Note that the implemenation is based on an unpublished paper.

Public Functions

MelCepstralAnalysis(int fft_length, int num_order, double alpha, int num_iteration, double convergence_threshold)
Parameters
  • fft_length[in] Number of FFT bins, \(N\).

  • num_order[in] Order of cepstral coefficients, \(M\).

  • alpha[in] All-pass constant, \(\alpha\).

  • num_iteration[in] Number of iterations of Newton method, \(J\).

  • convergence_threshold[in] Convergence threshold, \(\epsilon\).

inline int GetFftLength() const
Returns

FFT length.

inline int GetNumOrder() const
Returns

Order of coefficients.

inline double GetAlpha() const
Returns

All-pass constant.

inline int GetNumIteration() const
Returns

Number of iterations.

inline double GetConvergenceThreshold() const
Returns

Convergence threshold.

inline bool IsValid() const
Returns

True if this object is valid.

bool Run(const std::vector<double> &periodogram, std::vector<double> *mel_cepstrum, MelCepstralAnalysis::Buffer *buffer) const
Parameters
  • periodogram[in] \((N/2+1)\)-length periodogram.

  • mel_cepstrum[out] \(M\)-th order mel-cepstral coefficients.

  • buffer[out] Buffer.

Returns

True on success, false on failure.

class Buffer

Buffer for MelCepstralAnalysis class.

class sptk::MelGeneralizedCepstralAnalysis

Calculate mel-generalized cepstrum from periodogram.

The input is the half of periodogram:

\[ \begin{array}{cccc} |X(0)|^2, & |X(1)|^2, & \ldots, & |X(N/2)|^2, \end{array} \]
where \(N\) is the FFT length. The output is the \(M\)-th order mel-generalized cepstral coefficients:
\[ \begin{array}{cccc} \tilde{c}_\gamma(0), & \tilde{c}_\gamma(1), & \ldots, & \tilde{c}_\gamma(M). \end{array} \]

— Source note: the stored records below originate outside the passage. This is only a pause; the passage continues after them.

//! # fileseq - Find the gaps in numbered file sequences
//!
//! A library for checking directories of numbered files (render frames,
//! scans, exported takes) and reporting every file missing from each
//! sequence.
//!
//! ## Overview
//!
//! Given a directory holding `image.001.png`, `image.002.png` and
//! `image.005.png`, fileseq reports `image.003.png` and `image.004.png` as
//! missing. It handles:
//! - Index before or after the bare name (`shot.0001.exr`, `001 shot.exr`, `v12_shot.exr`)
//! - Zero-padded indices, reproduced in the missing names
//! - Several sequences in one directory, and whole directory trees
//! - An optional `[start, end)` window on the indices
//! - Include / exclude regexes on paths
//! - Custom split patterns with a template for the missing names
//!
//! ## Architecture
//!
//! A check runs as a small pipeline:
//!
//! - **Splitting**: each file name is taken apart into bare name, index,
//!   extension and an optional secondary fragment by an ordered list of
//!   grammars ([`splitter`])
//! - **Collecting**: a directory walk filters entries and gathers the split
//!   names per directory ([`collector`]), sorted by index then bare name
//!   ([`sorting`])
//! - **Comparing**: a state machine walks adjacent records and reports every
//!   index skipped within a run of one bare name ([`comparator`])
//! - **Orchestrating**: [`SequenceChecker`] wires these together and keeps
//!   the [`MissingReport`] plus a few metrics
//!
//! ## Quick Start
//!
//! ```rust,no_run
//! use fileseq::SequenceChecker;
//!
//! # fn main() -> Result<(), Box<dyn std::error::Error>> {
//! let mut checker = SequenceChecker::new();
//! let report = checker.process_dir("./renders")?;
//!
//! for (dir, names) in report.iter() {
//!     println!("In {}:", dir.display());
//!     for name in names {
//!         println!("  Missing {}", name);
//!     }
//! }
//! println!("Processed {} files", checker.total_processed());
//! # Ok(())
//! # }
//! ```
//!
//! ## Custom Configuration
//!
//! ```rust,no_run
//! use fileseq::SequenceChecker;
//!
//! # fn main() -> Result<(), Box<dyn std::error::Error>> {
//! let mut checker = SequenceChecker::builder()
//!     .recursive(true)
//!     .range(Some(1001), Some(1100))
//!     .include_pattern(r"\.exr$")
//!     .split_pattern(r"(?P<bare>[a-z]+)_v(?P<index>\d+)", "{bare}_v{index}")
//!     .build()?;
//! let report = checker.process_dir("./comp")?;
//! println!("{} files missing", report.total_files());
//! # Ok(())
//! # }
//! ```
//!
//! ## Error Handling
//!
//! Operations return `Result<T, SeqError>`. Invalid settings fail when the
//! checker is built; a missing or non-directory target fails the call to
//! [`SequenceChecker::process_dir`]. File names that don't look like part of
//! a sequence are skipped silently.
//!
//! ## Module Organization
//!
//! - [`checker`]: orchestrator and its builder
//! - [`collector`]: directory walking and filtering
//! - [`comparator`]: gap detection state machine
//! - [`config`]: JSON configuration files
//! - [`splitter`]: grammars and templates
//! - [`sorting`]: natural record ordering
//! - [`types`]: common types and data structures
//! - [`error`]: error types and handling
//! - [`utils`]: string and path helpers

// Public API modules
pub mod checker;
pub mod collector;
pub mod comparator;
pub mod config;
pub mod error;
pub mod sorting;
pub mod splitter;
pub mod types;
pub mod utils;

// Internal modules (not part of public API)
mod collections;

// Re-export main types for convenience
pub use checker::{SequenceChecker, SequenceCheckerBuilder};
pub use collector::DirectoryCollector;
pub use comparator::SequenceComparator;
pub use config::CheckerConfig;
pub use error::{Result, SeqError};
pub use splitter::{Grammar, NameSplitter, Template};
pub use types::*;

In the mel-generalized cepstral analysis, the spectrum of speech signal is modeled by \(M\)-th order mel-generalized cepstral coefficients as follows:

\[\begin{split}\begin{eqnarray} H(z) &=& s^{-1}_\gamma \left( \sum_{m=0}^M \tilde{c}_\gamma(m) \tilde{z}^{-m} \right) \\ &=& \left\{ \begin{array}{ll} \left( 1 + \gamma \displaystyle\sum_{m=0}^M \tilde{c}_\gamma(m) \tilde{z}^{-m} \right)^{1/\gamma}, & -1 \le \gamma < 0 \\ \exp \displaystyle\sum_{m=0}^M \tilde{c}_\gamma(m) \tilde{z}^{-m}, & \gamma = 0 \end{array} \right. \end{eqnarray}\end{split}\]
where
\[ \tilde{z}^{-1} = \frac{z^{-1} - \alpha}{1 - \alpha z^{-1}}. \]

Public Functions

MelGeneralizedCepstralAnalysis(int fft_length, int num_order, double alpha, double gamma, int num_iteration, double convergence_threshold)
Parameters
  • fft_length[in] Number of FFT bins, \(N\).

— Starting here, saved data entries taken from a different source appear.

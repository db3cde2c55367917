//! Main test module for fileseq
//!
//! This module includes all test suites:
//! - Integration tests for realistic directory layouts
//! - Property-based tests for invariants

pub mod integration;
pub mod property;

#[cfg(test)]
mod edge_cases {
    use ::fileseq::*;
    use std::fs;
    use tempfile::TempDir;

    #[test]
    fn test_empty_directory() {
        let temp_dir = TempDir::new().unwrap();
        let mut checker = SequenceChecker::new();
        let report = checker.process_dir(temp_dir.path()).unwrap();
        assert!(report.is_empty());
        assert_eq!(checker.total_processed(), 0);
    }

    #[test]
    fn test_directory_without_sequences() {
        let temp_dir = TempDir::new().unwrap();
        for name in ["README.md", "notes.txt", ".hidden", "0001.png"] {
            fs::write(temp_dir.path().join(name), b"").unwrap();
        }
        let mut checker = SequenceChecker::new();
        assert!(checker.process_dir(temp_dir.path()).unwrap().is_empty());
        assert_eq!(checker.total_processed(), 0);
    }

    #[test]
    fn test_single_file_sequence() {
        let temp_dir = TempDir::new().unwrap();
        fs::write(temp_dir.path().join("frame.0100.exr"), b"").unwrap();
        let mut checker = SequenceChecker::new();
        assert!(checker.process_dir(temp_dir.path()).unwrap().is_empty());
        assert_eq!(checker.total_processed(), 1);
    }

    #[test]
    fn test_duplicate_indices_with_other_padding() {
        let temp_dir = TempDir::new().unwrap();
        for name in ["a1.png", "a01.png", "a2.png"] {
            fs::write(temp_dir.path().join(name), b"").unwrap();
        }
        let mut checker = SequenceChecker::new();
        let report = checker.process_dir(temp_dir.path()).unwrap();
        assert!(report.is_empty());
    }

    #[test]
    fn test_huge_index() {
        let temp_dir = TempDir::new().unwrap();
        for name in ["a99999999999999999999999.png", "a1.png", "a3.png"] {
            fs::write(temp_dir.path().join(name), b"").unwrap();
        }
        let mut checker = SequenceChecker::new();
        let report = checker.process_dir(temp_dir.path()).unwrap();
        assert_eq!(report.get(temp_dir.path()).unwrap(), ["a2.png"]);
    }

    #[test]
    fn test_largest_representable_index() {
        let temp_dir = TempDir::new().unwrap();
        for name in ["a18446744073709551614.png", "a18446744073709551615.png", "b1.png", "b3.png"] {
            fs::write(temp_dir.path().join(name), b"").unwrap();
        }
        let mut checker = SequenceChecker::new();
        let report = checker.process_dir(temp_dir.path()).unwrap();
        assert_eq!(report.get(temp_dir.path()).unwrap(), ["b2.png"]);
        assert_eq!(checker.total_processed(), 4);
    }

    #[test]
    fn test_unicode_names() {
        let temp_dir = TempDir::new().unwrap();
        for name in ["écran_01.png", "écran_04.png"] {
            fs::write(temp_dir.path().join(name), b"").unwrap();
        }
        let mut checker = SequenceChecker::new();
        let report = checker.process_dir(temp_dir.path()).unwrap();
        assert_eq!(report.get(temp_dir.path()).unwrap(), ["écran_02.png", "écran_03.png"]);
    }

    #[test]
    fn test_trailing_separator_keys_same_directory() {
        let temp_dir = TempDir::new().unwrap();
        for name in ["a1.png", "a3.png"] {
            fs::write(temp_dir.path().join(name), b"").unwrap();
        }
        let with_sep = format!("{}{}", temp_dir.path().display(), std::path::MAIN_SEPARATOR);
        let mut checker = SequenceChecker::new();
        let report = checker.process_dir(&with_sep).unwrap();
        assert_eq!(report.total_dirs(), 1);
        assert_eq!(report.total_files(), 1);
    }
}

  • num_order[in] Order of cepstral coefficients, \(M\).

  • alpha[in] All-pass constant, \(\alpha\).

  • gamma[in] Exponent parameter, \(\gamma\).

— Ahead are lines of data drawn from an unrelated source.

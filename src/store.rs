//! Chapter storage.
//!
//! `ChapterStore` is the seam the reader talks to; `MemoryChapterStore` keeps
//! the whole library in memory, sorted once by `Chapter::sort_key` whenever
//! the set is replaced.

use crate::chapter::{Chapter, ChapterId};
use crate::error::Result;
use async_trait::async_trait;
use std::collections::HashMap;
use std::sync::RwLock;
use tracing::{debug, info};

/// Keyed, ordered chapter collection.
#[async_trait]
pub trait ChapterStore: Send + Sync {
    async fn get_by_id(&self, id: ChapterId) -> Result<Option<Chapter>>;

    /// First chapter (by id) whose effective order key equals `key`.
    async fn get_by_order(&self, key: i64) -> Result<Option<Chapter>>;

    async fn count(&self) -> Result<usize>;

    /// Zero-based place of `id` in reading order.
    async fn position_of(&self, id: ChapterId) -> Result<Option<usize>>;

    /// Id of the chapter right after `id` in reading order. Chapters sharing
    /// an effective order key are visited in id order.
    async fn next_id_after(&self, id: ChapterId) -> Result<Option<ChapterId>>;

    /// Id of the chapter right before `id` in reading order, with the same
    /// tie-break as [`ChapterStore::next_id_after`].
    async fn previous_id_before(&self, id: ChapterId) -> Result<Option<ChapterId>>;

    /// Atomically swap the whole chapter set.
    async fn replace_all(&self, chapters: Vec<Chapter>) -> Result<()>;

    /// All chapters in reading order.
    async fn list_ordered(&self) -> Result<Vec<Chapter>>;
}

#[derive(Debug, Default)]
struct Library {
    ordered: Vec<Chapter>,
    position_by_id: HashMap<ChapterId, usize>,
}

impl Library {
    fn build(chapters: Vec<Chapter>) -> Self {
        // Later duplicates replace earlier ones, like an insert-or-replace.
        let mut by_id: HashMap<ChapterId, Chapter> = HashMap::with_capacity(chapters.len());
        for chapter in chapters {
            by_id.insert(chapter.id, chapter);
        }
        let mut chapters: Vec<Chapter> = by_id.into_values().collect();
        chapters.sort_by_key(Chapter::sort_key);
        let position_by_id = chapters
            .iter()
            .enumerate()
            .map(|(pos, chapter)| (chapter.id, pos))
            .collect();
        Self {
            ordered: chapters,
            position_by_id,
        }
    }
}

/// In-memory chapter store.
#[derive(Debug, Default)]
pub struct MemoryChapterStore {
    library: RwLock<Library>,
}

impl MemoryChapterStore {
    pub fn new() -> Self {
        Self::default()
    }

    pub fn with_chapters(chapters: Vec<Chapter>) -> Self {
        Self {
            library: RwLock::new(Library::build(chapters)),
        }
    }

    fn read<T>(&self, f: impl FnOnce(&Library) -> T) -> T {
        let guard = self
            .library
            .read()
            .unwrap_or_else(|poisoned| poisoned.into_inner());
        f(&guard)
    }
}

#[async_trait]
impl ChapterStore for MemoryChapterStore {
    async fn get_by_id(&self, id: ChapterId) -> Result<Option<Chapter>> {
        Ok(self.read(|lib| {
            lib.position_by_id
                .get(&id)
                .map(|&pos| lib.ordered[pos].clone())
        }))
    }

    async fn get_by_order(&self, key: i64) -> Result<Option<Chapter>> {
        Ok(self.read(|lib| {
            let start = lib
                .ordered
                .partition_point(|chapter| chapter.effective_order() < key);
            lib.ordered
                .get(start)
                .filter(|chapter| chapter.effective_order() == key)
                .cloned()
        }))
    }

    async fn count(&self) -> Result<usize> {
        Ok(self.read(|lib| lib.ordered.len()))
    }

    async fn position_of(&self, id: ChapterId) -> Result<Option<usize>> {
        Ok(self.read(|lib| lib.position_by_id.get(&id).copied()))
    }

    async fn next_id_after(&self, id: ChapterId) -> Result<Option<ChapterId>> {
        Ok(self.read(|lib| {
            let pos = *lib.position_by_id.get(&id)?;
            lib.ordered.get(pos + 1).map(|chapter| chapter.id)
        }))
    }

    async fn previous_id_before(&self, id: ChapterId) -> Result<Option<ChapterId>> {
        Ok(self.read(|lib| {
            let pos = *lib.position_by_id.get(&id)?;
            pos.checked_sub(1).map(|prev| lib.ordered[prev].id)
        }))
    }

    async fn replace_all(&self, chapters: Vec<Chapter>) -> Result<()> {
        let incoming = chapters.len();
        let rebuilt = Library::build(chapters);
        let stored = rebuilt.ordered.len();
        let mut guard = self
            .library
            .write()
            .unwrap_or_else(|poisoned| poisoned.into_inner());
        *guard = rebuilt;
        if stored != incoming {
            debug!(incoming, stored, "Dropped duplicate chapter ids on replace");
        }
        info!(chapters = stored, "Replaced chapter library");
        Ok(())
    }

    async fn list_ordered(&self) -> Result<Vec<Chapter>> {
        Ok(self.read(|lib| lib.ordered.clone()))
    }
}

#[cfg(test)]
mod tests {
    use super::*;

    fn sample_store() -> MemoryChapterStore {
        MemoryChapterStore::with_chapters(vec![
            Chapter::new(1, "One"),
            Chapter::new(2, "Two"),
            Chapter::new(3, "Three").with_order_index(Some(5)),
            Chapter::new(4, "Four").with_order_index(Some(2)),
        ])
    }

    #[tokio::test]
    async fn lists_in_effective_order() {
        let store = sample_store();
        let ids: Vec<_> = store
            .list_ordered()
            .await
            .unwrap()
            .into_iter()
            .map(|c| c.id)
            .collect();
        assert_eq!(ids, vec![1, 2, 4, 3]);
        assert_eq!(store.count().await.unwrap(), 4);
        assert_eq!(store.position_of(4).await.unwrap(), Some(2));
        assert_eq!(store.position_of(3).await.unwrap(), Some(3));
        assert_eq!(store.position_of(99).await.unwrap(), None);
    }

    #[tokio::test]
    async fn next_and_previous_follow_order() {
        let store = sample_store();
        assert_eq!(store.next_id_after(1).await.unwrap(), Some(2));
        assert_eq!(store.next_id_after(2).await.unwrap(), Some(4));
        assert_eq!(store.next_id_after(4).await.unwrap(), Some(3));
        assert_eq!(store.next_id_after(3).await.unwrap(), None);
        assert_eq!(store.previous_id_before(3).await.unwrap(), Some(4));
        assert_eq!(store.previous_id_before(1).await.unwrap(), None);
        assert_eq!(store.next_id_after(99).await.unwrap(), None);
    }

    #[tokio::test]
    async fn get_by_order_uses_effective_key() {
        let store = sample_store();
        // Chapter 2 (implicit key 2) and chapter 4 (explicit key 2) tie; lowest id wins.
        assert_eq!(store.get_by_order(2).await.unwrap().map(|c| c.id), Some(2));
        assert_eq!(store.get_by_order(5).await.unwrap().map(|c| c.id), Some(3));
        assert!(store.get_by_order(3).await.unwrap().is_none());
    }

    #[tokio::test]
    async fn replace_all_swaps_the_whole_set() {
        let store = sample_store();
        store
            .replace_all(vec![Chapter::new(10, "Ten"), Chapter::new(11, "Eleven")])
            .await
            .unwrap();
        assert_eq!(store.count().await.unwrap(), 2);
        assert!(store.get_by_id(1).await.unwrap().is_none());
        assert_eq!(store.next_id_after(10).await.unwrap(), Some(11));
    }

    #[tokio::test]
    async fn duplicate_ids_keep_the_last_copy() {
        let store = MemoryChapterStore::new();
        store
            .replace_all(vec![Chapter::new(1, "old"), Chapter::new(1, "new")])
            .await
            .unwrap();
        assert_eq!(store.count().await.unwrap(), 1);
        assert_eq!(store.get_by_id(1).await.unwrap().unwrap().title, "new");
    }
}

  • num_iteration[in] Number of iterations of Newton method, \(J\).

  • convergence_threshold[in] Convergence threshold, \(\epsilon\).

inline int GetFftLength() const
Returns

FFT length.

inline int GetNumOrder() const
Returns

Order of coefficients.

inline double GetAlpha() const
Returns

All-pass constant.

inline double GetGamma() const
Returns

Gamma.

inline int GetNumIteration() const
Returns

Number of iterations.

inline double GetConvergenceThreshold() const
Returns

Convergence threshold.

inline bool IsValid() const
Returns

True if this object is valid.

bool Run(const std::vector<double> &periodogram, std::vector<double> *mel_generalized_cepstrum, MelGeneralizedCepstralAnalysis::Buffer *buffer) const
Parameters
  • periodogram[in] \((N/2+1)\)-length periodogram.

  • mel_generalized_cepstrum[out] \(M\)-th order mel-generalized cepstral coefficients.

  • buffer[out] Buffer.

Returns

True on success, false on failure.

class Buffer

Buffer for MelGeneralizedCepstralAnalysis class.